## Records for processing
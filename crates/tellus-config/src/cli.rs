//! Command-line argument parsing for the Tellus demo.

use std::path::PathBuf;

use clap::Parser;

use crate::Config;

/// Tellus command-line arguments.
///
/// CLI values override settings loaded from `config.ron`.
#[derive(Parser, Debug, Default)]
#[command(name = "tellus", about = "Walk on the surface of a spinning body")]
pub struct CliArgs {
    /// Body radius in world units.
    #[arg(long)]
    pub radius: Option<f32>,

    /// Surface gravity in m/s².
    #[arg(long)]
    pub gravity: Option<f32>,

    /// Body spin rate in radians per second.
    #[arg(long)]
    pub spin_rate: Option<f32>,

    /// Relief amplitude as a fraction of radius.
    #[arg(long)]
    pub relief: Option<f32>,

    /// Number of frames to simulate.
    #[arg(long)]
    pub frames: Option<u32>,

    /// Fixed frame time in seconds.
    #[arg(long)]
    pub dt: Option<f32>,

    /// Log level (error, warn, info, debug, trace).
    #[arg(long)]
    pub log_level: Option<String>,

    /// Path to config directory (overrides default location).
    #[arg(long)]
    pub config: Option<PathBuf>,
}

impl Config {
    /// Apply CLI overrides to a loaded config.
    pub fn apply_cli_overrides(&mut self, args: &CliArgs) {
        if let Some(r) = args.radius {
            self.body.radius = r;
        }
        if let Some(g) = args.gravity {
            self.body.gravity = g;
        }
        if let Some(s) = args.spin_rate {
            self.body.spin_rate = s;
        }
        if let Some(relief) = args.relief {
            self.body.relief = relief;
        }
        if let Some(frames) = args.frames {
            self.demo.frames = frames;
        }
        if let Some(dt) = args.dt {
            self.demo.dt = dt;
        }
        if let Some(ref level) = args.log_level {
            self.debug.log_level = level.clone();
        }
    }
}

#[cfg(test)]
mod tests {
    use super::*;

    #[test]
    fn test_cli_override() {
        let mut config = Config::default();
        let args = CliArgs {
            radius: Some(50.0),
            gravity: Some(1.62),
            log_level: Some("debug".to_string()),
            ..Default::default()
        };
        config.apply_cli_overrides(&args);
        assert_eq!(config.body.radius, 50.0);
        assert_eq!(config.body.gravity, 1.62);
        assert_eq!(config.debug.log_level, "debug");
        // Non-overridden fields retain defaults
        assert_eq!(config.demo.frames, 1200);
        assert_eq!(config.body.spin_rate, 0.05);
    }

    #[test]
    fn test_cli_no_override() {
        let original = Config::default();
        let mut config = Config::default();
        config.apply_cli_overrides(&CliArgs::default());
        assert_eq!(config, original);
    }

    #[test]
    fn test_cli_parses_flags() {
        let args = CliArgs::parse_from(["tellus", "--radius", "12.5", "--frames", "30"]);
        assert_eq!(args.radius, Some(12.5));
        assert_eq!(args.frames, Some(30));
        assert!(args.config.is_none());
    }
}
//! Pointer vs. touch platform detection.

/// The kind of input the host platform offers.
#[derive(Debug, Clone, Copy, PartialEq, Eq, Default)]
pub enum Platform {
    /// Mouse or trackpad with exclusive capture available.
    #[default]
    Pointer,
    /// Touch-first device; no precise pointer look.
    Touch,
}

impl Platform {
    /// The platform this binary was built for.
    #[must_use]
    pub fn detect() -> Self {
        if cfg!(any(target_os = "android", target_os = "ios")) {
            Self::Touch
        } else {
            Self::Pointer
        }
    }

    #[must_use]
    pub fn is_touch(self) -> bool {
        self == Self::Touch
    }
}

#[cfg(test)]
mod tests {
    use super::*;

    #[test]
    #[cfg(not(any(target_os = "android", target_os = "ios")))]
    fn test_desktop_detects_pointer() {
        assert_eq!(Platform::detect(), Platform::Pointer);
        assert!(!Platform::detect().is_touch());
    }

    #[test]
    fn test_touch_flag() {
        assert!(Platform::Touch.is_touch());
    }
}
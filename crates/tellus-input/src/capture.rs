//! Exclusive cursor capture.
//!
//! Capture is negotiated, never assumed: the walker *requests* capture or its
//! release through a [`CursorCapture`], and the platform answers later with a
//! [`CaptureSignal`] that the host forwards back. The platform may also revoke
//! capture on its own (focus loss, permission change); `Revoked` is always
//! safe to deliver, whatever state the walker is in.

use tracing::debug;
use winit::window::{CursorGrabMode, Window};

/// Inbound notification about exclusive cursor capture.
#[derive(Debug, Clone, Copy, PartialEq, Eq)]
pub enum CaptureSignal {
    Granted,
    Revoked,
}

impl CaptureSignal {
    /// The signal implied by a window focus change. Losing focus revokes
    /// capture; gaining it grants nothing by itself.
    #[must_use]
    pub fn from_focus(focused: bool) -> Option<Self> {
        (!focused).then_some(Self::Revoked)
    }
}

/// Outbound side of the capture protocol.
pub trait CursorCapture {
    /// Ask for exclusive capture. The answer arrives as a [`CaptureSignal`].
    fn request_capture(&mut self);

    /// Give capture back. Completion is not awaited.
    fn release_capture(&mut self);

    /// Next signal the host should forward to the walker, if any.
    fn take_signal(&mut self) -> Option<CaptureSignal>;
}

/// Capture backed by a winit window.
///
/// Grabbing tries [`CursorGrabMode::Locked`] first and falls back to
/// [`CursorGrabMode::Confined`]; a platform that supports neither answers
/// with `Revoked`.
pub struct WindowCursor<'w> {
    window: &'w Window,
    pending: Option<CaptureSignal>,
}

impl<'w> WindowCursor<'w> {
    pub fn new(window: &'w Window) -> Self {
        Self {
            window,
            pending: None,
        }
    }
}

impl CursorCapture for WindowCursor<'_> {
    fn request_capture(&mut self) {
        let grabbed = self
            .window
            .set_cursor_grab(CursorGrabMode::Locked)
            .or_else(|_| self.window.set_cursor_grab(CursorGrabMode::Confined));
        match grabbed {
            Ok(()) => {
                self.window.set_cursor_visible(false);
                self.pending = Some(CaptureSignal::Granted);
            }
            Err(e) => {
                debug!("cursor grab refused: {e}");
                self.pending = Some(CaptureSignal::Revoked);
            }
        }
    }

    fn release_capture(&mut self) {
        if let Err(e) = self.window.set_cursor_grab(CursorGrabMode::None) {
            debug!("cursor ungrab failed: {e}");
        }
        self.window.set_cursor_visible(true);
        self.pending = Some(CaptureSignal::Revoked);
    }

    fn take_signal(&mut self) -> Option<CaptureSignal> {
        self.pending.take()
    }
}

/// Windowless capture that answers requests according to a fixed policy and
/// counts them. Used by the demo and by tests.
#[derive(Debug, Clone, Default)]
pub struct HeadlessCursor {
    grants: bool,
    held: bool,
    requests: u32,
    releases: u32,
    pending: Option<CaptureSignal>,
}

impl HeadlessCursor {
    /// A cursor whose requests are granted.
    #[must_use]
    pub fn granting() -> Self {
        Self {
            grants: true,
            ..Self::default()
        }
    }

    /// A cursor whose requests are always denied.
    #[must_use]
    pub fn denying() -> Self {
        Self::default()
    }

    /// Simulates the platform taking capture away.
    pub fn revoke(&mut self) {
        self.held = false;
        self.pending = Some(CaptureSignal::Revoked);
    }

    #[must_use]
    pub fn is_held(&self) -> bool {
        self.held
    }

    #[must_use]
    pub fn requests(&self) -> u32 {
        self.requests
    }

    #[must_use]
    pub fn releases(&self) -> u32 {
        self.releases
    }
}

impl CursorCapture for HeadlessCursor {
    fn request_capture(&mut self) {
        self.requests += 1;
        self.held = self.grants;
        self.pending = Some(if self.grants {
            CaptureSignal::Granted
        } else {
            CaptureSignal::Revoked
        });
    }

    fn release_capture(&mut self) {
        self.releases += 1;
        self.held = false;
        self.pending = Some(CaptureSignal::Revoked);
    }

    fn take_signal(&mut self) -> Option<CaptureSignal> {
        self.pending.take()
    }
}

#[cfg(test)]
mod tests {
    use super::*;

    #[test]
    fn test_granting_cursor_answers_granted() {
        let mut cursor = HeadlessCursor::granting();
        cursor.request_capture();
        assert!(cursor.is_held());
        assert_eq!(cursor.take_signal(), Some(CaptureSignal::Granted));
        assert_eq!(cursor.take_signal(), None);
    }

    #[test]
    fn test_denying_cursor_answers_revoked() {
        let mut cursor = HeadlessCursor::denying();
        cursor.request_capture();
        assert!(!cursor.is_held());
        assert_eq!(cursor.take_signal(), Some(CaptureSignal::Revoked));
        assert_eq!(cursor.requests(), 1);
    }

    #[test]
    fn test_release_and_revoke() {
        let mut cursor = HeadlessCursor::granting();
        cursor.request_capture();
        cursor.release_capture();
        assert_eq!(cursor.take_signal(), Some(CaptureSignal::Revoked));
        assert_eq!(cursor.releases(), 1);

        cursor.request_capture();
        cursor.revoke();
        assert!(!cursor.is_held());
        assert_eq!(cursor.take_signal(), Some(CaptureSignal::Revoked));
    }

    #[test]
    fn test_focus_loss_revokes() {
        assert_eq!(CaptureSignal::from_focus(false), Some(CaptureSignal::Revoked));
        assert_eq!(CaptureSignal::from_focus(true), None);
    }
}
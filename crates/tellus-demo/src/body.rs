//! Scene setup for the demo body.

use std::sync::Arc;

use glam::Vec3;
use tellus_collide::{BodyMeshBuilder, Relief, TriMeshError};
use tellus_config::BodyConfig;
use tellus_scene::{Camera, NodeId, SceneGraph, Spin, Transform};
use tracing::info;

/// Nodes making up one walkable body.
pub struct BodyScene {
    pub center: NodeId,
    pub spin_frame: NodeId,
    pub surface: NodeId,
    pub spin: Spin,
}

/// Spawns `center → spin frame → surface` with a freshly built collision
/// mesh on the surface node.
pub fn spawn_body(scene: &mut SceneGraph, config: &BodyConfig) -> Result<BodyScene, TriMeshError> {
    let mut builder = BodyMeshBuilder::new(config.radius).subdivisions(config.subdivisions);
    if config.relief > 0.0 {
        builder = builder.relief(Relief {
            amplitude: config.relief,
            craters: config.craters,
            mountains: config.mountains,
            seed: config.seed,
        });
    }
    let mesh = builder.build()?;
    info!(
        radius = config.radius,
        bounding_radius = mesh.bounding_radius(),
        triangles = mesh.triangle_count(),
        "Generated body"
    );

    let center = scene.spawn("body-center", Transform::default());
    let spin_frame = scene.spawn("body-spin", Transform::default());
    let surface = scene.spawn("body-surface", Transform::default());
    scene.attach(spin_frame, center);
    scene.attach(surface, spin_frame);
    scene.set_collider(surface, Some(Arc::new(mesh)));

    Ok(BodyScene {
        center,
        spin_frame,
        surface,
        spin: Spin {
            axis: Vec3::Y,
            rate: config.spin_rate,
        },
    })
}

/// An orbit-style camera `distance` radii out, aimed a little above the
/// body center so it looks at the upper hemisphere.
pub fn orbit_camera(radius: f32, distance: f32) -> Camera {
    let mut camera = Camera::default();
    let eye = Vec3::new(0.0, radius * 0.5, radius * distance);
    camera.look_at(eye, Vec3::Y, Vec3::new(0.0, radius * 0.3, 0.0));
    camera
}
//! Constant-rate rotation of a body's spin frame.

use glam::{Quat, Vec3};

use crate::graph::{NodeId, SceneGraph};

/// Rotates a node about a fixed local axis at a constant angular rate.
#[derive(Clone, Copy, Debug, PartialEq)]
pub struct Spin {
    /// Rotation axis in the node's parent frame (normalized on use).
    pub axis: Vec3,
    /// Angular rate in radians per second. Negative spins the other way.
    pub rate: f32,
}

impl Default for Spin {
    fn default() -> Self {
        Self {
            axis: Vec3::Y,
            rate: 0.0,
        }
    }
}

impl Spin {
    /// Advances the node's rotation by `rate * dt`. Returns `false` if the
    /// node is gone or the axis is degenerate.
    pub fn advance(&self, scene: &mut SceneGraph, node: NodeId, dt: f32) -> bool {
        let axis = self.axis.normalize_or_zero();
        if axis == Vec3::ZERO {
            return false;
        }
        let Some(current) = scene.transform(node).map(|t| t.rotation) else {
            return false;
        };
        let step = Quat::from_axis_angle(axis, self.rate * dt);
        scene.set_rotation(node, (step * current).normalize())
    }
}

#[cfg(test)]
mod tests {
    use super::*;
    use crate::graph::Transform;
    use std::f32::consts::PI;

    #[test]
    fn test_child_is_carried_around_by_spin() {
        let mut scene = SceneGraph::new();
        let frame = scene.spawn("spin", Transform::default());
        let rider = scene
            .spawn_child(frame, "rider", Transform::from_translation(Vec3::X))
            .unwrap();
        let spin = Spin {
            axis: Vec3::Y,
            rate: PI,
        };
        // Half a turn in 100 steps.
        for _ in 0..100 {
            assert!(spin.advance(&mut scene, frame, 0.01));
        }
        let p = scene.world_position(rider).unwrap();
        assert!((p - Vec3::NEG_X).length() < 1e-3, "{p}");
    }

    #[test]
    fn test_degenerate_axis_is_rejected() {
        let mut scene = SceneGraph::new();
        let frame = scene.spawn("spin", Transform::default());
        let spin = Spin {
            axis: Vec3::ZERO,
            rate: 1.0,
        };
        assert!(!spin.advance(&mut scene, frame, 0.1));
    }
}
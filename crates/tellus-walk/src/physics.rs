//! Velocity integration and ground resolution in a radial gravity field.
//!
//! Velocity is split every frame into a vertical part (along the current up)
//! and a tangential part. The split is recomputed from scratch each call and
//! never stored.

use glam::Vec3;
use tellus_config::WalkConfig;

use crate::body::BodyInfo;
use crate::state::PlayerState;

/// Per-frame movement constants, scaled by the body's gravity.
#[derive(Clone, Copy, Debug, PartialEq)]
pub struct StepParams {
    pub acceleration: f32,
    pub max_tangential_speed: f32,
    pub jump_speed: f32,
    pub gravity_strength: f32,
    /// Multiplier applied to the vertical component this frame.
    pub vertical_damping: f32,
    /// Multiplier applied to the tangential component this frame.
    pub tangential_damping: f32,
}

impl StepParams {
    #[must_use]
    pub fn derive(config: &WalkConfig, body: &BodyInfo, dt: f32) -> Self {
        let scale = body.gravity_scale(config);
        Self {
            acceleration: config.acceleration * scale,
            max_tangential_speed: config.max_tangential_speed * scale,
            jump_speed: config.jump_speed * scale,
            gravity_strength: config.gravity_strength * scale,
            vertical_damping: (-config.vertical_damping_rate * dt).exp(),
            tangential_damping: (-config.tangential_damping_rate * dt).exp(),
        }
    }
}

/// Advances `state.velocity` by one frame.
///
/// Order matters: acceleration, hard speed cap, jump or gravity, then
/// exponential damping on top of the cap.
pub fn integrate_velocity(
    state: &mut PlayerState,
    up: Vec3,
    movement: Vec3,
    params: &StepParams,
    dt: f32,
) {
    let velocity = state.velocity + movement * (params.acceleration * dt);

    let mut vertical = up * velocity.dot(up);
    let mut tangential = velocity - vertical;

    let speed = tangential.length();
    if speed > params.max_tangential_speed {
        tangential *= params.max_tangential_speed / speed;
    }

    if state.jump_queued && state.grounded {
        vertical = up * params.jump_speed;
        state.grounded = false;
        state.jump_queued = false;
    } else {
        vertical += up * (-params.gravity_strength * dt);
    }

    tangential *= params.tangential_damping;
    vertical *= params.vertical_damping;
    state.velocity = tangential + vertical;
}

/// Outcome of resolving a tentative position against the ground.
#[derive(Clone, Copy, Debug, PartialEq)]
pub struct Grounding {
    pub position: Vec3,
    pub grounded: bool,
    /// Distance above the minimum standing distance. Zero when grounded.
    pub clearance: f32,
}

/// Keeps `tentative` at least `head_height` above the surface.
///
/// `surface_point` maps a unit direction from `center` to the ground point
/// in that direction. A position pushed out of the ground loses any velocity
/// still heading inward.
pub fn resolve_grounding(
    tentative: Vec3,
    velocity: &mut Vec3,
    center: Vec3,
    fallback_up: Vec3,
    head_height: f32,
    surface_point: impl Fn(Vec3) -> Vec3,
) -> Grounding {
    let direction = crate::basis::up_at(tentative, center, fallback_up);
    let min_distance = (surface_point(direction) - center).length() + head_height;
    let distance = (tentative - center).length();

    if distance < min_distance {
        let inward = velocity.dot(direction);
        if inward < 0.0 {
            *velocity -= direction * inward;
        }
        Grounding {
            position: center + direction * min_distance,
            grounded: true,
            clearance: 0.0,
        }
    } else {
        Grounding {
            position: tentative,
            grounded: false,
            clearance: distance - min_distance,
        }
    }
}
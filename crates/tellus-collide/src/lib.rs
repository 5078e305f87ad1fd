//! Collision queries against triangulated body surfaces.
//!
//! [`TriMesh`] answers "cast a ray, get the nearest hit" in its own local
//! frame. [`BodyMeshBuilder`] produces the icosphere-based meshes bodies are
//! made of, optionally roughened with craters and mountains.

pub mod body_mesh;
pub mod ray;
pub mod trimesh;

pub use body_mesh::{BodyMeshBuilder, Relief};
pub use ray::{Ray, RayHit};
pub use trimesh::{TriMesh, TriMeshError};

## What is expected
Go through the data and show each line that holds "BodyInfo".

## Exercise result
use crate::body::BodyInfo;
    pub fn derive(config: &WalkConfig, body: &BodyInfo, dt: f32) -> Self {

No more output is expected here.